After the
travesty
skit was over, I attended the panel “An Hour With the Rigneys”, which was Harriet, Wilson, Tom, Alan, and Maria talking about Robert Jordan aka Jim Rigney, trading anecdotes about what it was like to live and work with him (consensus: completely awesome).
Before the panel started Wilson had come up to me to introduce himself and tell me how much he liked the blog (he’d commented on it before, even), and then surprised me by telling me that he had actually hunted up the story on my LiveJournal about the time I had met Harriet and Jim in California, which I had dubbed the Great Purple California Trip of 2004 , and posted after I heard of his passing. Wilson had given it to Harriet to read (since she didn’t remember it herself). Overhearing this, Harriet laughingly chimed in to confirm this, and to claim that Jim had never owned a purple suit and she had no idea what I was talking about in my story.

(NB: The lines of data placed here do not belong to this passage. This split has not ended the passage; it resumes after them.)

#[cfg(test)]
mod tests {
    use super::*;
    use serde_json::json;

    #[test]
    fn build_simple_request() {
        let provider = OllamaProvider::new();
        let request = ProviderRequest {
            model: Some("llama3.2:1b".into()),
            messages: vec![ProviderMessage {
                role: Role::User,
                content: vec![ContentPart::Text {
                    text: "Hello".into(),
                }],
            }],
            tools: vec![],
            max_tokens: Some(256),
            temperature: None,
            system: Some("Be helpful.".into()),
            extra: json!(null),
        };

        let api_request = provider.build_request(&request);
        assert_eq!(api_request.model, "llama3.2:1b");
        assert!(!api_request.stream);
        // System prompt becomes the first message.
        assert_eq!(api_request.messages.len(), 2);
        assert_eq!(api_request.messages[0].role, "system");
        assert_eq!(api_request.messages[0].content, "Be helpful.");
        assert_eq!(api_request.messages[1].role, "user");
        assert_eq!(api_request.messages[1].content, "Hello");
        // max_tokens maps to options.num_predict.
        assert_eq!(api_request.options.as_ref().unwrap().num_predict, Some(256));
    }

    #[test]
    fn parse_simple_response() {
        let provider = OllamaProvider::new();
        let api_response = OllamaResponse {
            model: "llama3.2:1b".into(),
            message: OllamaMessage {
                role: "assistant".into(),
                content: "Hello!".into(),
                tool_calls: None,
            },
            done: true,
            done_reason: Some("stop".into()),
            total_duration: Some(500_000_000),
            load_duration: Some(100_000_000),
            prompt_eval_count: Some(10),
            prompt_eval_duration: Some(200_000_000),
            eval_count: Some(5),
            eval_duration: Some(200_000_000),
        };

        let response = provider.parse_response(api_response);
        assert_eq!(response.stop_reason, StopReason::EndTurn);
        assert_eq!(response.usage.input_tokens, 10);
        assert_eq!(response.usage.output_tokens, 5);
        assert_eq!(response.cost, Some(Decimal::ZERO));
        assert_eq!(response.content.len(), 1);
        match &response.content[0] {
            ContentPart::Text { text } => assert_eq!(text, "Hello!"),
            _ => panic!("expected text content"),
        }
    }

    #[test]
    fn parse_tool_use_response() {
        let provider = OllamaProvider::new();
        let api_response = OllamaResponse {
            model: "llama3.2:1b".into(),
            message: OllamaMessage {
                role: "assistant".into(),
                content: String::new(),
                tool_calls: Some(vec![OllamaToolCall {
                    function: OllamaFunctionCall {
                        name: "bash".into(),
                        arguments: json!({"command": "ls"}),
                    },
                }]),
            },
            done: true,
            done_reason: Some("stop".into()),
            total_duration: Some(500_000_000),
            load_duration: None,
            prompt_eval_count: Some(20),
            prompt_eval_duration: None,
            eval_count: Some(30),
            eval_duration: None,
        };

        let response = provider.parse_response(api_response);
        assert_eq!(response.stop_reason, StopReason::ToolUse);
        assert_eq!(response.content.len(), 1);
        match &response.content[0] {
            ContentPart::ToolUse { id, name, input } => {
                assert!(!id.is_empty(), "synthesized ID must not be empty");
                assert_eq!(name, "bash");
                assert_eq!(input, &json!({"command": "ls"}));
                // Arguments are a JSON object, not a string.
                assert!(input.is_object());
            }
            _ => panic!("expected ToolUse"),
        }
    }

    #[test]
    fn tool_schema_serializes() {
        let tool = OllamaTool {
            tool_type: "function".into(),
            function: OllamaFunction {
                name: "get_weather".into(),
                description: "Get current weather".into(),
                parameters: json!({
                    "type": "object",
                    "properties": {
                        "location": {"type": "string"}
                    },
                    "required": ["location"]
                }),
            },
        };
        let json = serde_json::to_value(&tool).unwrap();
        assert_eq!(json["type"], "function");
        assert_eq!(json["function"]["name"], "get_weather");
        assert!(json["function"]["parameters"]["properties"]["location"].is_object());
    }

    #[test]
    fn synthesized_tool_ids_are_unique() {
        let provider = OllamaProvider::new();
        let api_response = OllamaResponse {
            model: "llama3.2:1b".into(),
            message: OllamaMessage {
                role: "assistant".into(),
                content: String::new(),
                tool_calls: Some(vec![
                    OllamaToolCall {
                        function: OllamaFunctionCall {
                            name: "tool_a".into(),
                            arguments: json!({"x": 1}),
                        },
                    },
                    OllamaToolCall {
                        function: OllamaFunctionCall {
                            name: "tool_b".into(),
                            arguments: json!({"y": 2}),
                        },
                    },
                ]),
            },
            done: true,
            done_reason: Some("stop".into()),
            total_duration: None,
            load_duration: None,
            prompt_eval_count: None,
            prompt_eval_duration: None,
            eval_count: None,
            eval_duration: None,
        };

        let response = provider.parse_response(api_response);
        assert_eq!(response.content.len(), 2);
        let ids: Vec<String> = response
            .content
            .iter()
            .filter_map(|p| match p {
                ContentPart::ToolUse { id, .. } => Some(id.clone()),
                _ => None,
            })
            .collect();
        assert_eq!(ids.len(), 2);
        assert_ne!(ids[0], ids[1], "each tool call must have a unique ID");
    }

    #[test]
    fn timing_metadata_parsed() {
        let provider = OllamaProvider::new();
        let api_response = OllamaResponse {
            model: "llama3.2:1b".into(),
            message: OllamaMessage {
                role: "assistant".into(),
                content: "done".into(),
                tool_calls: None,
            },
            done: true,
            done_reason: Some("stop".into()),
            total_duration: Some(1_000_000_000),
            load_duration: Some(200_000_000),
            prompt_eval_count: Some(42),
            prompt_eval_duration: Some(300_000_000),
            eval_count: Some(17),
            eval_duration: Some(500_000_000),
        };

        let response = provider.parse_response(api_response);
        // prompt_eval_count -> input_tokens.
        assert_eq!(response.usage.input_tokens, 42);
        // eval_count -> output_tokens.
        assert_eq!(response.usage.output_tokens, 17);
        // Local inference is free.
        assert_eq!(response.cost, Some(Decimal::ZERO));
    }

    #[test]
    fn default_model_is_llama() {
        let provider = OllamaProvider::new();
        let request = ProviderRequest {
            model: None,
            messages: vec![ProviderMessage {
                role: Role::User,
                content: vec![ContentPart::Text { text: "Hi".into() }],
            }],
            tools: vec![],
            max_tokens: None,
            temperature: None,
            system: None,
            extra: json!(null),
        };

        let api_request = provider.build_request(&request);
        assert_eq!(api_request.model, "llama3.2:1b");
    }

    #[test]
    fn keep_alive_serialized() {
        let provider = OllamaProvider::new().with_keep_alive("5m");
        let request = ProviderRequest {
            model: None,
            messages: vec![ProviderMessage {
                role: Role::User,
                content: vec![ContentPart::Text { text: "Hi".into() }],
            }],
            tools: vec![],
            max_tokens: None,
            temperature: None,
            system: None,
            extra: json!(null),
        };

        let api_request = provider.build_request(&request);
        assert_eq!(api_request.keep_alive, Some("5m".into()));
    }

    #[test]
    fn tool_result_becomes_tool_role_message() {
        let provider = OllamaProvider::new();
        let request = ProviderRequest {
            model: None,
            messages: vec![
                ProviderMessage {
                    role: Role::Assistant,
                    content: vec![ContentPart::ToolUse {
                        id: "call_1".into(),
                        name: "bash".into(),
                        input: json!({"command": "ls"}),
                    }],
                },
                ProviderMessage {
                    role: Role::User,
                    content: vec![ContentPart::ToolResult {
                        tool_use_id: "call_1".into(),
                        content: "file.txt".into(),
                        is_error: false,
                    }],
                },
            ],
            tools: vec![],
            max_tokens: None,
            temperature: None,
            system: None,
            extra: json!(null),
        };

        let api_request = provider.build_request(&request);
        // Assistant message with tool_calls.
        assert_eq!(api_request.messages[0].role, "assistant");
        assert!(api_request.messages[0].tool_calls.is_some());
        // Tool result becomes role="tool" message.
        assert_eq!(api_request.messages[1].role, "tool");
        assert_eq!(api_request.messages[1].content, "file.txt");
    }

    #[test]
    fn missing_timing_fields_default_to_zero() {
        let provider = OllamaProvider::new();
        let api_response = OllamaResponse {
            model: "llama3.2:1b".into(),
            message: OllamaMessage {
                role: "assistant".into(),
                content: "hi".into(),
                tool_calls: None,
            },
            done: true,
            done_reason: Some("stop".into()),
            total_duration: None,
            load_duration: None,
            prompt_eval_count: None,
            prompt_eval_duration: None,
            eval_count: None,
            eval_duration: None,
        };

        let response = provider.parse_response(api_response);
        assert_eq!(response.usage.input_tokens, 0);
        assert_eq!(response.usage.output_tokens, 0);
    }

    #[test]
    fn parse_length_stop_reason() {
        let provider = OllamaProvider::new();
        let api_response = OllamaResponse {
            model: "llama3.2:1b".into(),
            message: OllamaMessage {
                role: "assistant".into(),
                content: "trunca...".into(),
                tool_calls: None,
            },
            done: true,
            done_reason: Some("length".into()),
            total_duration: None,
            load_duration: None,
            prompt_eval_count: None,
            prompt_eval_duration: None,
            eval_count: None,
            eval_duration: None,
        };

        let response = provider.parse_response(api_response);
        assert_eq!(response.stop_reason, StopReason::MaxTokens);
    }

    #[test]
    fn with_url_overrides_api_url() {
        let provider = OllamaProvider::new().with_url("http://remote:11434/api/chat");
        assert_eq!(provider.api_url, "http://remote:11434/api/chat");
    }

    #[test]
    fn build_request_with_tools() {
        let provider = OllamaProvider::new();
        let request = ProviderRequest {
            model: None,
            messages: vec![ProviderMessage {
                role: Role::User,
                content: vec![ContentPart::Text {
                    text: "Help".into(),
                }],
            }],
            tools: vec![ToolSchema {
                name: "bash".into(),
                description: "Run a command".into(),
                input_schema: json!({"type": "object"}),
            }],
            max_tokens: None,
            temperature: Some(0.5),
            system: None,
            extra: json!(null),
        };

        let api_request = provider.build_request(&request);
        assert_eq!(api_request.tools.len(), 1);
        assert_eq!(api_request.tools[0].function.name, "bash");
        assert_eq!(api_request.options.as_ref().unwrap().temperature, Some(0.5));
    }

    #[test]
    fn ollama_default_impl() {
        let provider = OllamaProvider::default();
        assert_eq!(provider.api_url, "http://localhost:11434/api/chat");
    }

    #[test]
    fn build_request_no_options_when_no_temp_or_tokens() {
        let provider = OllamaProvider::new();
        let request = ProviderRequest {
            model: None,
            messages: vec![ProviderMessage {
                role: Role::User,
                content: vec![ContentPart::Text { text: "Hi".into() }],
            }],
            tools: vec![],
            max_tokens: None,
            temperature: None,
            system: None,
            extra: json!(null),
        };

        let api_request = provider.build_request(&request);
        assert!(api_request.options.is_none());
    }

    #[test]
    fn build_request_system_message_from_system_role() {
        let provider = OllamaProvider::new();
        let request = ProviderRequest {
            model: None,
            messages: vec![ProviderMessage {
                role: Role::System,
                content: vec![ContentPart::Text {
                    text: "You are helpful.".into(),
                }],
            }],
            tools: vec![],
            max_tokens: None,
            temperature: None,
            system: None,
            extra: json!(null),
        };

        let api_request = provider.build_request(&request);
        assert_eq!(api_request.messages[0].role, "system");
        assert_eq!(api_request.messages[0].content, "You are helpful.");
    }
}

I told her I could be wrong, and would check with my sister Liz, but I could swear that’s what color he had been wearing that day. And lo, I just got off the phone with my sister and she says… she can’t really remember.
DAMMIT. I still proclaim my rightness on this! It could have been burgundy! Or, or eggplant .
Purplish-brown? Maybe?
(“I remember the hat!” Liz says. Heh.)
Oh well. The panel was lovely, full of warm and often funny remembrances of Mr. Rigney, and it was clear throughout how much his family life and his professional life were meshed together, in a way that very few people get to do, I think, and how much this was to the mutual benefit and enjoyment of everyone involved. Wilson in particular had many hilarious and touching stories about his “cousin-brother”, whom he obviously adored and admired greatly. It was so cool to hear about things like the Office of Extreme Danger (as Jason put it, “if you sneezed in there you would end up in the hospital, because six hundred pointy things would fall on you”), and Mr. Rigney’s failed scheme to save Harriet’s goldfish pond from a predatory heron (it turns out that herons are not afraid of crocodile urine), and many other sweet and funny stories.
(You may have noticed I’ve been wavering back and forth between “Jim” and “Mr. Rigney”, because everyone was calling him “Jim”, and it’s definitely a lot faster to type, but I was raised in the South, yo, and have a lingering uncomfortableness with calling a man I only met once by his first name. Ergo, waver. I don’t have a point here, I’m just, er, pointing it out.)